* EXERCISE DETAILS *
Reproduce, character for character, the entries from their opening line through the line with "path at runtime".

* DATA FOR THIS EXERCISE *

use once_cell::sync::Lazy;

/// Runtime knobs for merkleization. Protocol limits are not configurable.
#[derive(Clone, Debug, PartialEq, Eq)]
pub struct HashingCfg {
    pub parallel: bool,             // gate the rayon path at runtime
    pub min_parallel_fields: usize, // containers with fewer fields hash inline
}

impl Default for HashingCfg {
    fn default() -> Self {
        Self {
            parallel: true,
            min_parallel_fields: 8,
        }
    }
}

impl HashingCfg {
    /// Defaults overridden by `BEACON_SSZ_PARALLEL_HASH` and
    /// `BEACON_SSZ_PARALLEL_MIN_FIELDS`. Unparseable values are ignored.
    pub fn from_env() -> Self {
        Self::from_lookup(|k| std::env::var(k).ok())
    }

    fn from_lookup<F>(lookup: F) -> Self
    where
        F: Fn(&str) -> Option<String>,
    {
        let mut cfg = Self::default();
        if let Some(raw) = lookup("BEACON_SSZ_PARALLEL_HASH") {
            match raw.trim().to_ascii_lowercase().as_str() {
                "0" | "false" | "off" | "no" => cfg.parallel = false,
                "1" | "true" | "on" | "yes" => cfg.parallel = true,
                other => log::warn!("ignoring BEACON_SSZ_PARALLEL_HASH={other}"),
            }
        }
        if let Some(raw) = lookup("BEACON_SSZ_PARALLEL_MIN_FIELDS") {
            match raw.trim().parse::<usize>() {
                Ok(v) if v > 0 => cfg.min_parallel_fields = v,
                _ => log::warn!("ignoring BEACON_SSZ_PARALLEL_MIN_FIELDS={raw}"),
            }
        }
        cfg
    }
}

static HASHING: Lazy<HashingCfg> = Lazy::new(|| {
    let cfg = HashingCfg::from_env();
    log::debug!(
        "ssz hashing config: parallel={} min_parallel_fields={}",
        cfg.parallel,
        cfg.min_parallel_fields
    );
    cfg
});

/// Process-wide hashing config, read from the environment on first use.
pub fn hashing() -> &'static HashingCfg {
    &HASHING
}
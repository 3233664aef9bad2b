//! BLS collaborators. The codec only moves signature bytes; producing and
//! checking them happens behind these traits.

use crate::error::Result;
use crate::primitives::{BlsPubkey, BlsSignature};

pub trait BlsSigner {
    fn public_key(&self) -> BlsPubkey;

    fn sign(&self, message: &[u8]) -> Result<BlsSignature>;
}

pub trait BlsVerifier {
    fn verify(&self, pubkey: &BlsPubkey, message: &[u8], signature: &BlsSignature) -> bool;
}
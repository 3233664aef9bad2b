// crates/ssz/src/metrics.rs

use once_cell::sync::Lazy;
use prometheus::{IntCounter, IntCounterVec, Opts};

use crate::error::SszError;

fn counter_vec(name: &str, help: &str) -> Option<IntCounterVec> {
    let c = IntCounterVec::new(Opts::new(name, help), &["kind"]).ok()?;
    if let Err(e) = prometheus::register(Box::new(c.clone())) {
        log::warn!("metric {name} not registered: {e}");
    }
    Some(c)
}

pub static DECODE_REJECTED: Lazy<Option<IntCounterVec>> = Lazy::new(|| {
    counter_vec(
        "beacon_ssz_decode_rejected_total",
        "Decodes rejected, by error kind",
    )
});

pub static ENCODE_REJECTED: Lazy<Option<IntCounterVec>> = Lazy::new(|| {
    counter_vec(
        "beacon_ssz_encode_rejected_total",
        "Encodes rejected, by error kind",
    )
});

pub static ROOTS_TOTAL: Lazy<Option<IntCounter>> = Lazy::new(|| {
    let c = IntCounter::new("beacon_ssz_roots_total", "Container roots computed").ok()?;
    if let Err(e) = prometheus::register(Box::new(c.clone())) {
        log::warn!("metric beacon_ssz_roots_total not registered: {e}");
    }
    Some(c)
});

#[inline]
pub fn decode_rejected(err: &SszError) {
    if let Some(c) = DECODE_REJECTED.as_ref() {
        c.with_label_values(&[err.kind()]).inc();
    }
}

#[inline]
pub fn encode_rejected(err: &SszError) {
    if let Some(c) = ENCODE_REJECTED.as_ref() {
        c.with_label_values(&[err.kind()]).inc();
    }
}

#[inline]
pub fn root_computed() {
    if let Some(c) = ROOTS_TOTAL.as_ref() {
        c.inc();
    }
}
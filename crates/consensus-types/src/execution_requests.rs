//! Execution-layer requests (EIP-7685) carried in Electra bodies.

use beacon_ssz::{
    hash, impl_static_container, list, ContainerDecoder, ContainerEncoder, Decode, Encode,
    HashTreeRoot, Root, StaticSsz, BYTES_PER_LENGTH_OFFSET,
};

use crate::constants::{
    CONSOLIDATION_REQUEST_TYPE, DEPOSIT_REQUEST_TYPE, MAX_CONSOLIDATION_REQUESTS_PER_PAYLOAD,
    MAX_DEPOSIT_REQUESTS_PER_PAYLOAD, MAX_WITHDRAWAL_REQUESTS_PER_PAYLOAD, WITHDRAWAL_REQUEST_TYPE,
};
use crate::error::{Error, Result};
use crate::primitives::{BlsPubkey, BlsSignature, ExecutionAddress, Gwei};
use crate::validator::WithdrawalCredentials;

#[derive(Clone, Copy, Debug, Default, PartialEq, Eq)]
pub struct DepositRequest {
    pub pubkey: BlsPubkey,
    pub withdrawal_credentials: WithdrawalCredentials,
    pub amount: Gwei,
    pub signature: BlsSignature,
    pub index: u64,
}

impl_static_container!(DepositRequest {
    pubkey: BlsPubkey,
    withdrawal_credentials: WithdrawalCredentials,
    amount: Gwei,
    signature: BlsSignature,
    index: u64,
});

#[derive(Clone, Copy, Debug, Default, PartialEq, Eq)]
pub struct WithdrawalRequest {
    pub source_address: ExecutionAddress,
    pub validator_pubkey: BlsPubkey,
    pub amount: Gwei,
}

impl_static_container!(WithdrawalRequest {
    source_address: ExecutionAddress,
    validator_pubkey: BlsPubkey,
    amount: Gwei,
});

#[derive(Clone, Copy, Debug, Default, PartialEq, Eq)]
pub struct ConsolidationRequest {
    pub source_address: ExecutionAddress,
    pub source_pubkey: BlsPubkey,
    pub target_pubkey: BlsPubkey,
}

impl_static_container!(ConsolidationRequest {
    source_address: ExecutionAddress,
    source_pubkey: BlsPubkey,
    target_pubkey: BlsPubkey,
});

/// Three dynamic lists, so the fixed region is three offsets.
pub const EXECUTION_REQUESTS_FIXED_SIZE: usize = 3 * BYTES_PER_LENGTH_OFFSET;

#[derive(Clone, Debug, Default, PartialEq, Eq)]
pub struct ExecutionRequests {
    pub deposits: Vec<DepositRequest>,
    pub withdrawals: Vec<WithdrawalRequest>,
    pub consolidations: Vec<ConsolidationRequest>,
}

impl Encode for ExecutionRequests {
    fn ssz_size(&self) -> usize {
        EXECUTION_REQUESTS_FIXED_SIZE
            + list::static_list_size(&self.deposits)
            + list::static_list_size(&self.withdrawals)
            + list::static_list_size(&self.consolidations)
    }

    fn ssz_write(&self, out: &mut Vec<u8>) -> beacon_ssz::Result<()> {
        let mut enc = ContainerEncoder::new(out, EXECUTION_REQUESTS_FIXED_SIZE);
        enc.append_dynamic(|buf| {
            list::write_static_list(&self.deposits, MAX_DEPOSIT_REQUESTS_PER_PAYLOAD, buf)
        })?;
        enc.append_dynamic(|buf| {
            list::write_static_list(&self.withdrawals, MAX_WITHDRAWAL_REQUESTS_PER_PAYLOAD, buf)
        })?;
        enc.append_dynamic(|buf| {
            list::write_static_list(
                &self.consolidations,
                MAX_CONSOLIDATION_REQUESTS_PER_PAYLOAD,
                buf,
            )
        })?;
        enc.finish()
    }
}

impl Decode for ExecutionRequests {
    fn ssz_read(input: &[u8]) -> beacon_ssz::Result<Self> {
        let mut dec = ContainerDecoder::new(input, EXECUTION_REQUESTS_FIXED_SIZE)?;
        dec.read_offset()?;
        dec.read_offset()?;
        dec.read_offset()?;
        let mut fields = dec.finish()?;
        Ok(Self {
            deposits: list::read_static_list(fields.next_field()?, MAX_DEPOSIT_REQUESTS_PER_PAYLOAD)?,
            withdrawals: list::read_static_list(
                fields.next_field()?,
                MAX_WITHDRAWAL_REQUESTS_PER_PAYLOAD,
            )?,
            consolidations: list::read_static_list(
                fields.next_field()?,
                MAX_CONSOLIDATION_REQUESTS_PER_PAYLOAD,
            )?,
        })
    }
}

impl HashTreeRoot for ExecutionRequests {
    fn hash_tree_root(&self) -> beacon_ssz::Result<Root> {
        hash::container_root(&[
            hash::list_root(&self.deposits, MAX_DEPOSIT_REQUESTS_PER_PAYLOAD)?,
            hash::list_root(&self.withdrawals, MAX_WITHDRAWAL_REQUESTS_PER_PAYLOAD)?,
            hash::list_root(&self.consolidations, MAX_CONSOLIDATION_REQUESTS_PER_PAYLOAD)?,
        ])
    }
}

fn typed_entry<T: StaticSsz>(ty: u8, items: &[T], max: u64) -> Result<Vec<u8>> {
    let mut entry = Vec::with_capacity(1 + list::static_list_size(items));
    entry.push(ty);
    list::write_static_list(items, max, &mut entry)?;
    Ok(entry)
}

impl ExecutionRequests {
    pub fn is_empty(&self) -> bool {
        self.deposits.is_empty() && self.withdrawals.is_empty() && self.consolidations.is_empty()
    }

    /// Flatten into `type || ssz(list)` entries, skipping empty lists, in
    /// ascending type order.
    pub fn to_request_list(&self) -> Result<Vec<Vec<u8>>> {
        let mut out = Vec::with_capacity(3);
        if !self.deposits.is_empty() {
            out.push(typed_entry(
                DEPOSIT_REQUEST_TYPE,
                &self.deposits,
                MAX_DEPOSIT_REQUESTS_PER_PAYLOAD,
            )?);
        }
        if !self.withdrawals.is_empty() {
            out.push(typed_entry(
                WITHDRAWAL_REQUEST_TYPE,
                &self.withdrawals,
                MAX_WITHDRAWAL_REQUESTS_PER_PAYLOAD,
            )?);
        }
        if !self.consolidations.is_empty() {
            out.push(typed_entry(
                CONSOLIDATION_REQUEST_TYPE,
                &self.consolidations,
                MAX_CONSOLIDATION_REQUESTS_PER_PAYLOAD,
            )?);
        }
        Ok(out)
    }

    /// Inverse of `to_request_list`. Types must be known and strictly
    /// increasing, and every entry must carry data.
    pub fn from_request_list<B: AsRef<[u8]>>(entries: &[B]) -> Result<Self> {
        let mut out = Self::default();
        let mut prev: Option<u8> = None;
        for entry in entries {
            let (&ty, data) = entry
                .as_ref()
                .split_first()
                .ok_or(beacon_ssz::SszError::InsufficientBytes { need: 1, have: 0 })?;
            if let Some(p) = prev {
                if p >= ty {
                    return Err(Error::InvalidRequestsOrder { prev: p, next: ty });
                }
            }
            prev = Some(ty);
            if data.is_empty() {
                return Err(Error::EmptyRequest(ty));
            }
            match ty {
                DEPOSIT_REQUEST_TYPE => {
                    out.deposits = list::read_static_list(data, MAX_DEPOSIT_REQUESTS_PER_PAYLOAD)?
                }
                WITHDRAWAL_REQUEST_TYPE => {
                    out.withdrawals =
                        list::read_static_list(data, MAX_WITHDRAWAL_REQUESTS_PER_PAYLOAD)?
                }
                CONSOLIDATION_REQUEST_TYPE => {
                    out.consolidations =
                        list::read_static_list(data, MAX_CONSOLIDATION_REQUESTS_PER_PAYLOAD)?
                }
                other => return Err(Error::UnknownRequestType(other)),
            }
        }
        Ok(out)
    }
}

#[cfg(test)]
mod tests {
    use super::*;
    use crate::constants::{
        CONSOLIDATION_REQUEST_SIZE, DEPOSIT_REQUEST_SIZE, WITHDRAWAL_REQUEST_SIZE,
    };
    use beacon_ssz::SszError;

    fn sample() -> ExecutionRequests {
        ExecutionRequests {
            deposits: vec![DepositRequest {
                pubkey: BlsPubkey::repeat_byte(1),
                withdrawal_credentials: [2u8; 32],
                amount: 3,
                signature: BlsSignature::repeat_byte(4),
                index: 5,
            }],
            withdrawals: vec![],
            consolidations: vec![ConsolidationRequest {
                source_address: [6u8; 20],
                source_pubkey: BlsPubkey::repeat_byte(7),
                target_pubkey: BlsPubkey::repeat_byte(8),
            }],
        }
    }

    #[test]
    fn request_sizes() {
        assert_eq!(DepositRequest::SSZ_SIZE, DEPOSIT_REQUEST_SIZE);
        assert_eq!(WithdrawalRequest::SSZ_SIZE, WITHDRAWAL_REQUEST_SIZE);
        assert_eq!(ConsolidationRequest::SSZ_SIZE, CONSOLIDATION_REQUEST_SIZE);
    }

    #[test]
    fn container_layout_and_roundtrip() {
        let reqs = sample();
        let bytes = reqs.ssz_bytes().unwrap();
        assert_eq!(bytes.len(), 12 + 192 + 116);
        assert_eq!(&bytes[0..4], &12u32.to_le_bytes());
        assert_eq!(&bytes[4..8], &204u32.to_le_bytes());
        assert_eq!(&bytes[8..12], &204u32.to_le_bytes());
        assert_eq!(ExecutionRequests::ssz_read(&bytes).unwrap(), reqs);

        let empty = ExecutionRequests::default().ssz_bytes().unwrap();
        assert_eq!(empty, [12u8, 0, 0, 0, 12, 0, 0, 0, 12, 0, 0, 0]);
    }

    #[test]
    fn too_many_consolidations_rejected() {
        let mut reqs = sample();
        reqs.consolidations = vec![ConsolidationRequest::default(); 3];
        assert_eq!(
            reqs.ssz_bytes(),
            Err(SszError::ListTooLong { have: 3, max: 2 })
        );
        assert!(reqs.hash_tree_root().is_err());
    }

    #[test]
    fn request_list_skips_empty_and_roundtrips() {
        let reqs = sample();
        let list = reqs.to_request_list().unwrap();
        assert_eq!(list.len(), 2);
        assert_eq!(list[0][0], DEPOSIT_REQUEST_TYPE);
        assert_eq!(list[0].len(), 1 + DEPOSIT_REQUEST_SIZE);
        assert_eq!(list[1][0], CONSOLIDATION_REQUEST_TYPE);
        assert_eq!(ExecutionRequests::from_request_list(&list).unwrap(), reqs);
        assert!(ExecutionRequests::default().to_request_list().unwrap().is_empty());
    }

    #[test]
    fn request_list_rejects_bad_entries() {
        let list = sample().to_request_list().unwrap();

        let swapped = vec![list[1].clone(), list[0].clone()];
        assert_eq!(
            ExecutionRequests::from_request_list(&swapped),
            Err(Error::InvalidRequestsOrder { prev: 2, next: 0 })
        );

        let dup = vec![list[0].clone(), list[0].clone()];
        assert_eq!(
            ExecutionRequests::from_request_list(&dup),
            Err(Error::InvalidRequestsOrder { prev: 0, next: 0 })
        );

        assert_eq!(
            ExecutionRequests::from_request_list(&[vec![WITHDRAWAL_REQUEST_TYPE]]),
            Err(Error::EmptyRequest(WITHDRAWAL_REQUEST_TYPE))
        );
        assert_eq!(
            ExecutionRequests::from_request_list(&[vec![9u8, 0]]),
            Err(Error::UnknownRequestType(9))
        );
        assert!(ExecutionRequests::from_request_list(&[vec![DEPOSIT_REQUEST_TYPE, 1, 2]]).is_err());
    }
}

* RESULT OF THIS EXERCISE *
use once_cell::sync::Lazy;

/// Runtime knobs for merkleization. Protocol limits are not configurable.
#[derive(Clone, Debug, PartialEq, Eq)]
pub struct HashingCfg {
    pub parallel: bool,             // gate the rayon path at runtime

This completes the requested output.